Выбрать главу

Сделай одолжение, выбей из головы Каподистрии мысль меня тащить в Петербург: я не поеду, хоть дадут 10 тысяч жалованья. На мне лежит священная обязанность устроить дела и обеспечить участь детей наших. Право, это для меня не пожертвование: с женою и детьми будет мне там хорошо, а тебя могу навещать всякий год. Тебе нельзя сюда не быть, это самая законная причина взять жену, детей и устроить дела твои со мною. Этого тебе нельзя отказать. Письма твои буду распечатывать, иные отправлять к тебе, а о других тебе доносить. Например, Милашевич рекомендует тебе Маджи Кинетозографа; письмо удержу у себя и тебя заменю у этого штукаря. Ей, не распинайся за Рушковского: уж тебе плакать от этого урода. Возьми свои меры заранее!
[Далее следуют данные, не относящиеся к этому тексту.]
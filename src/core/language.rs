use serde::Serialize;

#[derive(Debug, Clone, Copy, PartialEq, Eq, Serialize)]
pub struct LanguageInfo {
    pub display_name: &'static str,
    pub focus_areas: &'static [&'static str],
    pub highlight_tag: &'static str,
}

impl LanguageInfo {
    pub fn is_unknown(&self) -> bool {
        *self == UNKNOWN
    }
}

pub const UNKNOWN: LanguageInfo = LanguageInfo {
    display_name: "Unknown",
    focus_areas: &["general code quality", "security", "best practices"],
    highlight_tag: "",
};

pub const DOCKERFILE: LanguageInfo = LanguageInfo {
    display_name: "Dockerfile",
    focus_areas: &[
        "security",
        "layer optimization",
        "non-root user",
        "secrets",
        "multi-stage builds",
    ],
    highlight_tag: "dockerfile",
};

const PYTHON: LanguageInfo = LanguageInfo {
    display_name: "Python",
    focus_areas: &[
        "PEP 8 style",
        "type hints",
        "exception handling",
        "mutable default arguments",
        "resource management with context managers",
    ],
    highlight_tag: "python",
};

const JAVASCRIPT: LanguageInfo = LanguageInfo {
    display_name: "JavaScript",
    focus_areas: &[
        "async/await and promise handling",
        "null and undefined checks",
        "equality semantics",
        "XSS and injection risks",
        "closure and scope pitfalls",
    ],
    highlight_tag: "javascript",
};

const TYPESCRIPT: LanguageInfo = LanguageInfo {
    display_name: "TypeScript",
    focus_areas: &[
        "type safety and avoiding any",
        "strict null checks",
        "async/await and promise handling",
        "interface and type design",
        "XSS and injection risks",
    ],
    highlight_tag: "typescript",
};

const RUST: LanguageInfo = LanguageInfo {
    display_name: "Rust",
    focus_areas: &[
        "ownership",
        "lifetimes",
        "Result/Option handling",
        "unsafe blocks",
        "error propagation",
    ],
    highlight_tag: "rust",
};

const GO: LanguageInfo = LanguageInfo {
    display_name: "Go",
    focus_areas: &[
        "error handling",
        "goroutine leaks",
        "channel usage",
        "context propagation",
        "defer semantics",
    ],
    highlight_tag: "go",
};

const JAVA: LanguageInfo = LanguageInfo {
    display_name: "Java",
    focus_areas: &[
        "null safety",
        "exception handling",
        "resource management with try-with-resources",
        "thread safety",
        "collections usage",
    ],
    highlight_tag: "java",
};

const KOTLIN: LanguageInfo = LanguageInfo {
    display_name: "Kotlin",
    focus_areas: &[
        "null safety",
        "coroutine scoping",
        "immutability",
        "idiomatic scope functions",
    ],
    highlight_tag: "kotlin",
};

const SWIFT: LanguageInfo = LanguageInfo {
    display_name: "Swift",
    focus_areas: &[
        "optional handling",
        "retain cycles",
        "value vs reference semantics",
        "error handling",
    ],
    highlight_tag: "swift",
};

const C: LanguageInfo = LanguageInfo {
    display_name: "C",
    focus_areas: &[
        "memory management",
        "buffer overflows",
        "undefined behavior",
        "pointer validity",
        "integer overflow",
    ],
    highlight_tag: "c",
};

const CPP: LanguageInfo = LanguageInfo {
    display_name: "C++",
    focus_areas: &[
        "RAII and resource management",
        "smart pointers",
        "undefined behavior",
        "move semantics",
        "exception safety",
    ],
    highlight_tag: "cpp",
};

const CSHARP: LanguageInfo = LanguageInfo {
    display_name: "C#",
    focus_areas: &[
        "async/await usage",
        "IDisposable and using statements",
        "null reference handling",
        "LINQ performance",
    ],
    highlight_tag: "csharp",
};

const RUBY: LanguageInfo = LanguageInfo {
    display_name: "Ruby",
    focus_areas: &[
        "idiomatic Ruby",
        "nil handling",
        "N+1 queries",
        "mass assignment and injection risks",
    ],
    highlight_tag: "ruby",
};

const PHP: LanguageInfo = LanguageInfo {
    display_name: "PHP",
    focus_areas: &[
        "SQL injection",
        "XSS",
        "type declarations",
        "error handling",
    ],
    highlight_tag: "php",
};

const SCALA: LanguageInfo = LanguageInfo {
    display_name: "Scala",
    focus_areas: &[
        "immutability",
        "Option and Either handling",
        "implicit usage",
        "concurrency with futures",
    ],
    highlight_tag: "scala",
};

const SHELL: LanguageInfo = LanguageInfo {
    display_name: "Shell",
    focus_areas: &[
        "quoting and word splitting",
        "error handling with set -euo pipefail",
        "command injection",
        "portability",
    ],
    highlight_tag: "bash",
};

const SQL: LanguageInfo = LanguageInfo {
    display_name: "SQL",
    focus_areas: &[
        "injection risks",
        "index usage",
        "query performance",
        "transaction boundaries",
    ],
    highlight_tag: "sql",
};

const YAML: LanguageInfo = LanguageInfo {
    display_name: "YAML",
    focus_areas: &[
        "indentation and structure",
        "hardcoded secrets",
        "configuration correctness",
    ],
    highlight_tag: "yaml",
};

const JSON: LanguageInfo = LanguageInfo {
    display_name: "JSON",
    focus_areas: &[
        "schema consistency",
        "hardcoded secrets",
        "configuration correctness",
    ],
    highlight_tag: "json",
};

const TOML: LanguageInfo = LanguageInfo {
    display_name: "TOML",
    focus_areas: &[
        "dependency versions",
        "configuration correctness",
        "hardcoded secrets",
    ],
    highlight_tag: "toml",
};

const MARKDOWN: LanguageInfo = LanguageInfo {
    display_name: "Markdown",
    focus_areas: &["clarity", "accuracy", "broken links", "formatting"],
    highlight_tag: "markdown",
};

const HTML: LanguageInfo = LanguageInfo {
    display_name: "HTML",
    focus_areas: &["accessibility", "semantic markup", "XSS risks"],
    highlight_tag: "html",
};

const CSS: LanguageInfo = LanguageInfo {
    display_name: "CSS",
    focus_areas: &["specificity", "responsiveness", "maintainability"],
    highlight_tag: "css",
};

const TERRAFORM: LanguageInfo = LanguageInfo {
    display_name: "Terraform",
    focus_areas: &[
        "least-privilege IAM",
        "hardcoded secrets",
        "state and drift risks",
        "resource tagging",
    ],
    highlight_tag: "hcl",
};

const DART: LanguageInfo = LanguageInfo {
    display_name: "Dart",
    focus_areas: &[
        "null safety",
        "async handling",
        "widget rebuild performance",
    ],
    highlight_tag: "dart",
};

const LUA: LanguageInfo = LanguageInfo {
    display_name: "Lua",
    focus_areas: &["global variable leaks", "nil handling", "table usage"],
    highlight_tag: "lua",
};

const EXTENSIONS: &[(&str, LanguageInfo)] = &[
    ("py", PYTHON),
    ("js", JAVASCRIPT),
    ("jsx", JAVASCRIPT),
    ("mjs", JAVASCRIPT),
    ("ts", TYPESCRIPT),
    ("tsx", TYPESCRIPT),
    ("rs", RUST),
    ("go", GO),
    ("java", JAVA),
    ("kt", KOTLIN),
    ("kts", KOTLIN),
    ("swift", SWIFT),
    ("c", C),
    ("h", C),
    ("cpp", CPP),
    ("cc", CPP),
    ("cxx", CPP),
    ("hpp", CPP),
    ("cs", CSHARP),
    ("rb", RUBY),
    ("php", PHP),
    ("scala", SCALA),
    ("sh", SHELL),
    ("bash", SHELL),
    ("sql", SQL),
    ("yml", YAML),
    ("yaml", YAML),
    ("json", JSON),
    ("toml", TOML),
    ("md", MARKDOWN),
    ("html", HTML),
    ("css", CSS),
    ("scss", CSS),
    ("tf", TERRAFORM),
    ("dart", DART),
    ("lua", LUA),
];

pub fn classify(file_name: &str) -> LanguageInfo {
    if file_name.contains("Dockerfile") {
        return DOCKERFILE;
    }

    let Some(extension) = extension_of(file_name) else {
        return UNKNOWN;
    };

    EXTENSIONS
        .iter()
        .find(|(ext, _)| *ext == extension)
        .map(|(_, info)| *info)
        .unwrap_or(UNKNOWN)
}

fn extension_of(file_name: &str) -> Option<String> {
    let base = file_name.rsplit('/').next().unwrap_or(file_name);
    let (_, ext) = base.rsplit_once('.')?;
    if ext.is_empty() {
        None
    } else {
        Some(ext.to_lowercase())
    }
}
Комендант явился [то есть Александр Александрович Волков возвратился из чужих краев], сидел целый вечер у меня вчера, а сегодня (воскресенье) вместе обедали у Закревского, не нарадуются друг другу. Ох, ты мне с твоей экономией! Тебе ли знаться с этой барыней? Она не дастся тебе никогда; твое дело – проживать, да расстраивать себя, да делать добро другим, а не себе. Ты батюшкин образ. Дай-ка мне забраться туда, в Городню [витебское имение братьев Булгаковых]. Вот я разве тебе накоплю непендзов.

Сегодня обокрали покойного Тормасова, вытащили часы малахитовые, вазы и другие вещи, разбив стекла из саду.
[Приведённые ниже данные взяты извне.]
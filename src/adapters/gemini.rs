use crate::adapters::llm::{Generator, ModelConfig};
use anyhow::{Context, Result};
use async_trait::async_trait;
use reqwest::{Client, StatusCode};
use serde::{Deserialize, Serialize};
use std::time::Duration;
use tokio::time::sleep;
use tracing::debug;

pub const API_KEY_ENV: &str = "GEMINI_API_KEY";

pub struct GeminiAdapter {
    client: Client,
    config: ModelConfig,
    api_key: String,
    base_url: String,
}

#[derive(Serialize)]
#[serde(rename_all = "camelCase")]
struct GenerateRequest {
    contents: Vec<Content>,
    generation_config: GenerationConfig,
}

#[derive(Serialize, Deserialize)]
struct Content {
    #[serde(default)]
    role: Option<String>,
    #[serde(default)]
    parts: Vec<Part>,
}

#[derive(Serialize, Deserialize)]
struct Part {
    #[serde(default)]
    text: Option<String>,
}

#[derive(Serialize)]
#[serde(rename_all = "camelCase")]
struct GenerationConfig {
    temperature: f32,
    max_output_tokens: usize,
}

#[derive(Deserialize)]
#[serde(rename_all = "camelCase")]
struct GenerateResponse {
    #[serde(default)]
    candidates: Vec<Candidate>,
    #[serde(default)]
    prompt_feedback: Option<PromptFeedback>,
}

#[derive(Deserialize)]
#[serde(rename_all = "camelCase")]
struct Candidate {
    content: Option<Content>,
    finish_reason: Option<String>,
}

#[derive(Deserialize)]
#[serde(rename_all = "camelCase")]
struct PromptFeedback {
    block_reason: Option<String>,
}

impl GeminiAdapter {
    pub fn new(config: ModelConfig) -> Result<Self> {
        let api_key = config
            .api_key
            .clone()
            .or_else(|| std::env::var(API_KEY_ENV).ok())
            .filter(|k| !k.trim().is_empty())
            .context("Gemini API key not found. Set GEMINI_API_KEY environment variable or provide api_key in config")?;

        let base_url = config
            .base_url
            .clone()
            .unwrap_or_else(|| "https://generativelanguage.googleapis.com/v1beta".to_string());

        let client = Client::builder()
            .timeout(config.attempt_timeout())
            .build()?;

        Ok(Self {
            client,
            config,
            api_key,
            base_url,
        })
    }

    async fn send_with_retry<F>(&self, mut make_request: F) -> Result<reqwest::Response>
    where
        F: FnMut() -> reqwest::RequestBuilder,
    {
        const BASE_DELAY_MS: u64 = 250;
        let max_retries = self.config.max_retries;

        for attempt in 0..=max_retries {
            match make_request().send().await {
                Ok(response) => {
                    if response.status().is_success() {
                        return Ok(response);
                    }

                    let status = response.status();
                    let body = response.text().await.unwrap_or_default();
                    if is_retryable_status(status) && attempt < max_retries {
                        debug!("Gemini returned {}, retrying (attempt {})", status, attempt + 1);
                        sleep(Duration::from_millis(BASE_DELAY_MS * (attempt as u64 + 1))).await;
                        continue;
                    }

                    anyhow::bail!("Gemini API error ({}): {}", status, body);
                }
                Err(err) => {
                    if attempt < max_retries {
                        sleep(Duration::from_millis(BASE_DELAY_MS * (attempt as u64 + 1))).await;
                        continue;
                    }
                    return Err(err.into());
                }
            }
        }

        anyhow::bail!("Gemini request failed after retries");
    }
}

#[async_trait]
impl Generator for GeminiAdapter {
    async fn generate(&self, prompt: &str) -> Result<String> {
        let request = GenerateRequest {
            contents: vec![Content {
                role: Some("user".to_string()),
                parts: vec![Part {
                    text: Some(prompt.to_string()),
                }],
            }],
            generation_config: GenerationConfig {
                temperature: self.config.temperature,
                max_output_tokens: self.config.max_tokens,
            },
        };

        let url = format!(
            "{}/models/{}:generateContent",
            self.base_url, self.config.model_name
        );
        let response = self
            .send_with_retry(|| {
                self.client
                    .post(&url)
                    .header("x-goog-api-key", &self.api_key)
                    .header("Content-Type", "application/json")
                    .json(&request)
            })
            .await
            .context("Failed to send request to Gemini")?;

        let response: GenerateResponse = response
            .json()
            .await
            .context("Failed to parse Gemini response")?;

        if let Some(reason) = response.prompt_feedback.and_then(|f| f.block_reason) {
            anyhow::bail!("Gemini blocked the prompt: {}", reason);
        }

        let candidate = response
            .candidates
            .into_iter()
            .next()
            .context("Gemini response contained no candidates")?;

        let text: String = candidate
            .content
            .map(|c| c.parts.into_iter().filter_map(|p| p.text).collect())
            .unwrap_or_default();

        if text.trim().is_empty() {
            anyhow::bail!(
                "Gemini returned an empty response (finish reason: {})",
                candidate.finish_reason.as_deref().unwrap_or("unknown")
            );
        }

        Ok(text)
    }

    fn model_name(&self) -> &str {
        &self.config.model_name
    }
}

fn is_retryable_status(status: StatusCode) -> bool {
    status == StatusCode::TOO_MANY_REQUESTS || status.is_server_error()
}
Так Рушковского и в Питере не жалуют. Вот человек заслужил себе репутацию бог знает как и чем! По всему видно, что ему несдобровать. Мне так весь город жужжит в уши, что я его место заступлю, что, пожалуй, и вотрут мне это в голову, а, конечно, это одно в свете может переменить мои намерения. Я именно по всем этим болтовням везде защищаю Рушковского. Я очень понимаю, что его назначили, дабы избавиться от кучи искателей и покровительствуемых. Кто знает, что будет? Может быть, какой-нибудь благодетель объявит государю твое разорение, последовавшее от беспредельного твоего усердия к воле его, и все то, что мы натерпелись. Что Богу угодно, то и будет; но у меня это в первый и последний раз рот произносит.
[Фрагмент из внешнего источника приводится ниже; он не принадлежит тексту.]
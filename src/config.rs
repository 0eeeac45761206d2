use crate::adapters::llm::ModelConfig;
use crate::core::chunker::DEFAULT_MAX_CHUNK_SIZE;
use crate::core::pipeline::{FailurePolicy, PipelineConfig};
use anyhow::{Context, Result};
use serde::{Deserialize, Serialize};
use std::path::{Path, PathBuf};
use std::time::Duration;
use thiserror::Error;
use tracing::{debug, warn};

const CONFIG_FILE_NAMES: &[&str] = &[".prlens.yml", ".prlens.yaml"];

#[derive(Debug, Error, PartialEq, Eq)]
pub enum ConfigError {
    #[error("GitHub token not provided. Set the GITHUB_TOKEN environment variable or use the --token flag")]
    MissingGithubToken,
    #[error("Gemini API key not found. Set the GEMINI_API_KEY environment variable or api_key in .prlens.yml")]
    MissingApiKey,
    #[error("No model configured. Set model in .prlens.yml or pass --model")]
    MissingModel,
    #[error("max_chunk_size must be greater than zero")]
    InvalidChunkSize,
    #[error("concurrency must be at least 1")]
    InvalidConcurrency,
}

#[derive(Debug, Clone, Serialize, Deserialize)]
pub struct Config {
    #[serde(default = "default_model")]
    pub model: String,

    #[serde(default = "default_temperature")]
    pub temperature: f32,

    #[serde(default = "default_max_tokens")]
    pub max_tokens: usize,

    pub api_key: Option<String>,
    pub base_url: Option<String>,

    pub github_token: Option<String>,
    pub github_api_url: Option<String>,

    #[serde(default = "default_max_chunk_size")]
    pub max_chunk_size: usize,

    #[serde(default = "default_concurrency")]
    pub concurrency: usize,

    #[serde(default = "default_request_timeout_secs")]
    pub request_timeout_secs: u64,

    #[serde(default = "default_max_retries")]
    pub max_retries: usize,

    #[serde(default)]
    pub on_failure: FailurePolicy,

    #[serde(default)]
    pub exclude: Vec<String>,
}

impl Default for Config {
    fn default() -> Self {
        Self {
            model: default_model(),
            temperature: default_temperature(),
            max_tokens: default_max_tokens(),
            api_key: None,
            base_url: None,
            github_token: None,
            github_api_url: None,
            max_chunk_size: default_max_chunk_size(),
            concurrency: default_concurrency(),
            request_timeout_secs: default_request_timeout_secs(),
            max_retries: default_max_retries(),
            on_failure: FailurePolicy::default(),
            exclude: Vec::new(),
        }
    }
}

#[derive(Debug, Default)]
pub struct CliOverrides {
    pub model: Option<String>,
    pub github_token: Option<String>,
    pub max_chunk_size: Option<usize>,
    pub concurrency: Option<usize>,
    pub on_failure: Option<FailurePolicy>,
}

impl Config {
    pub fn load() -> Result<Self> {
        for name in CONFIG_FILE_NAMES {
            let path = PathBuf::from(name);
            if path.exists() {
                return Self::load_from_file(&path);
            }
        }

        if let Some(home_dir) = dirs::home_dir() {
            let home_config = home_dir.join(CONFIG_FILE_NAMES[0]);
            if home_config.exists() {
                return Self::load_from_file(&home_config);
            }
        }

        Ok(Config::default())
    }

    pub fn load_from_file(path: &Path) -> Result<Self> {
        debug!("Loading config from {}", path.display());
        let content = std::fs::read_to_string(path)
            .with_context(|| format!("Failed to read {}", path.display()))?;
        let config: Config = serde_yaml::from_str(&content)
            .with_context(|| format!("Failed to parse {}", path.display()))?;
        Ok(config)
    }

    pub fn merge_with_cli(&mut self, overrides: CliOverrides) {
        if let Some(model) = overrides.model {
            self.model = model;
        }
        if let Some(token) = overrides.github_token {
            self.github_token = Some(token);
        }
        if let Some(size) = overrides.max_chunk_size {
            self.max_chunk_size = size;
        }
        if let Some(concurrency) = overrides.concurrency {
            self.concurrency = concurrency;
        }
        if let Some(policy) = overrides.on_failure {
            self.on_failure = policy;
        }
    }

    pub fn apply_env(&mut self) {
        if self.github_token.is_none() {
            self.github_token = non_empty_env(crate::adapters::github::TOKEN_ENV);
        }
        if self.api_key.is_none() {
            self.api_key = non_empty_env(crate::adapters::gemini::API_KEY_ENV);
        }
    }

    pub fn validate(&self) -> Result<(), ConfigError> {
        if self.model.trim().is_empty() {
            return Err(ConfigError::MissingModel);
        }
        if self.max_chunk_size == 0 {
            return Err(ConfigError::InvalidChunkSize);
        }
        if self.concurrency == 0 {
            return Err(ConfigError::InvalidConcurrency);
        }
        Ok(())
    }

    pub fn validate_for_review(&self) -> Result<(), ConfigError> {
        self.validate()?;
        if is_blank(&self.github_token) {
            return Err(ConfigError::MissingGithubToken);
        }
        if is_blank(&self.api_key) {
            return Err(ConfigError::MissingApiKey);
        }
        Ok(())
    }

    pub fn model_config(&self) -> ModelConfig {
        ModelConfig {
            model_name: self.model.clone(),
            api_key: self.api_key.clone(),
            base_url: self.base_url.clone(),
            temperature: self.temperature,
            max_tokens: self.max_tokens,
            max_retries: self.max_retries,
            request_timeout_secs: self.request_timeout_secs,
        }
    }

    pub fn pipeline_config(&self) -> PipelineConfig {
        PipelineConfig {
            concurrency: self.concurrency,
            request_timeout: Duration::from_secs(self.request_timeout_secs),
            failure_policy: self.on_failure,
        }
    }

    pub fn exclude_patterns(&self) -> Vec<glob::Pattern> {
        self.exclude
            .iter()
            .filter_map(|raw| match glob::Pattern::new(raw) {
                Ok(pattern) => Some(pattern),
                Err(e) => {
                    warn!("Ignoring invalid exclude pattern {:?}: {}", raw, e);
                    None
                }
            })
            .collect()
    }
}

fn is_blank(value: &Option<String>) -> bool {
    value.as_deref().map_or(true, |v| v.trim().is_empty())
}

fn non_empty_env(name: &str) -> Option<String> {
    std::env::var(name)
        .ok()
        .map(|v| v.trim().to_string())
        .filter(|v| !v.is_empty())
}

fn default_model() -> String {
    "gemini-1.5-flash".to_string()
}

fn default_temperature() -> f32 {
    0.2
}

fn default_max_tokens() -> usize {
    2048
}

fn default_max_chunk_size() -> usize {
    DEFAULT_MAX_CHUNK_SIZE
}

fn default_concurrency() -> usize {
    4
}

fn default_request_timeout_secs() -> u64 {
    120
}

fn default_max_retries() -> usize {
    2
}

#[cfg(test)]
mod tests {
    use super::*;
    use std::io::Write;

    fn with_credentials() -> Config {
        Config {
            github_token: Some("ghp_token".to_string()),
            api_key: Some("gemini-key".to_string()),
            ..Config::default()
        }
    }

    #[test]
    fn test_defaults() {
        let config = Config::default();
        assert_eq!(config.model, "gemini-1.5-flash");
        assert_eq!(config.max_chunk_size, 4000);
        assert_eq!(config.on_failure, FailurePolicy::Placeholder);
        assert!(config.validate().is_ok());
    }

    #[test]
    fn test_load_from_file_fills_missing_fields() {
        let mut file = tempfile::NamedTempFile::new().unwrap();
        writeln!(
            file,
            "model: gemini-1.5-pro\nmax_chunk_size: 2500\non_failure: abort\nexclude:\n  - \"*.lock\"\n  - \"vendor/**\""
        )
        .unwrap();

        let config = Config::load_from_file(file.path()).unwrap();
        assert_eq!(config.model, "gemini-1.5-pro");
        assert_eq!(config.max_chunk_size, 2500);
        assert_eq!(config.on_failure, FailurePolicy::Abort);
        assert_eq!(config.concurrency, 4);
        assert_eq!(config.request_timeout_secs, 120);

        let patterns = config.exclude_patterns();
        assert_eq!(patterns.len(), 2);
        assert!(patterns[0].matches("Cargo.lock"));
        assert!(patterns[1].matches("vendor/lib/x.go"));
    }

    #[test]
    fn test_invalid_yaml_is_an_error() {
        let mut file = tempfile::NamedTempFile::new().unwrap();
        writeln!(file, "max_chunk_size: [not a number").unwrap();
        assert!(Config::load_from_file(file.path()).is_err());
    }

    #[test]
    fn test_cli_overrides_win() {
        let mut config = Config::default();
        config.merge_with_cli(CliOverrides {
            model: Some("gemini-2.0-flash".to_string()),
            max_chunk_size: Some(1000),
            on_failure: Some(FailurePolicy::Abort),
            ..CliOverrides::default()
        });

        assert_eq!(config.model, "gemini-2.0-flash");
        assert_eq!(config.max_chunk_size, 1000);
        assert_eq!(config.on_failure, FailurePolicy::Abort);
        assert_eq!(config.concurrency, 4);
    }

    #[test]
    fn test_review_requires_credentials() {
        assert!(with_credentials().validate_for_review().is_ok());

        let no_token = Config {
            github_token: None,
            ..with_credentials()
        };
        assert_eq!(no_token.validate_for_review(), Err(ConfigError::MissingGithubToken));

        let blank_key = Config {
            api_key: Some("  ".to_string()),
            ..with_credentials()
        };
        assert_eq!(blank_key.validate_for_review(), Err(ConfigError::MissingApiKey));
    }

    #[test]
    fn test_rejects_unusable_limits() {
        let zero_chunk = Config {
            max_chunk_size: 0,
            ..with_credentials()
        };
        assert_eq!(zero_chunk.validate(), Err(ConfigError::InvalidChunkSize));

        let zero_workers = Config {
            concurrency: 0,
            ..with_credentials()
        };
        assert_eq!(zero_workers.validate(), Err(ConfigError::InvalidConcurrency));

        let no_model = Config {
            model: " ".to_string(),
            ..with_credentials()
        };
        assert_eq!(no_model.validate_for_review(), Err(ConfigError::MissingModel));
    }

    #[test]
    fn test_derived_configs() {
        let config = Config {
            request_timeout_secs: 30,
            concurrency: 2,
            ..with_credentials()
        };
        let pipeline = config.pipeline_config();
        assert_eq!(pipeline.request_timeout, Duration::from_secs(30));
        assert_eq!(pipeline.concurrency, 2);

        let model = config.model_config();
        assert_eq!(model.model_name, "gemini-1.5-flash");
        assert_eq!(model.api_key.as_deref(), Some("gemini-key"));

        // retries share the unit timeout instead of each getting their own
        assert_eq!(model.request_timeout_secs, 30);
        assert_eq!(model.attempt_timeout(), Duration::from_secs(10));
    }
}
Александр. Москва, 5 января 1820 года

Я не сомневаюсь, что ты будешь любим и в Петербурге и что все пойдет хорошо, но тебе надобно приготовиться к трудам и ко всяким убыткам. Здесь все безутешны – и городские, и почтамтские. Это главная новость дня. Нет сомнения, что Московский почтамт придет в совершенный упадок. Сам Рушковский это говорил мне. Это стыдно; я ему заметил, что прекрасные чиновники те же, власть его та же, что была у тебя, что ты оставил ему не дюжинные часы, а брегет, что ему надобно только не уронить их на пол, а заводить всякий день исправно. На это спросил он у меня: «Какие у вас часы?» – «Брегетовы». – «Ну, вам и надобно бы вверить место братцево, вы с брегетом умеете обходиться». Я просил его не смеяться надо мною, что это ни к селу ни к городу и проч.; ибо не верю словам его, а ими думает он выведать из меня, что ему хочется.

Константин. Петербург, 7 января 1820 года

Здесь нового только какая-то история в Кавалергардском полку, где замешаны, по несчастью, Чернышев [граф Захар Григорьевич, позднее декабрист], сын графа Григория Ивановича, и Понятовский. Они написали письмо без подписи одному офицеру, чтобы оставил полк, ибо офицеры не хотят его иметь товарищем. Тот требовал от всех объяснений и хотел знать, кто ему писал. Писавшие сами открылись, после этого вызвал еще на поединок для другого дня, но к вечеру были они арестованы. Говорят, Чернышева и Понятовского будут судить, и может для них дурно кончиться. Жаль Чернышева, его отца, мать и бабушку. Воронцова жена очень мила, хотя и нехороша собой. Я был также у матери Ваниши [то есть у графини Ирины Ивановны Воронцовой], она и сестра ее Голицына много о тебе спрашивали. Все здесь заняты маскарадом, который дает на сих днях Остерман.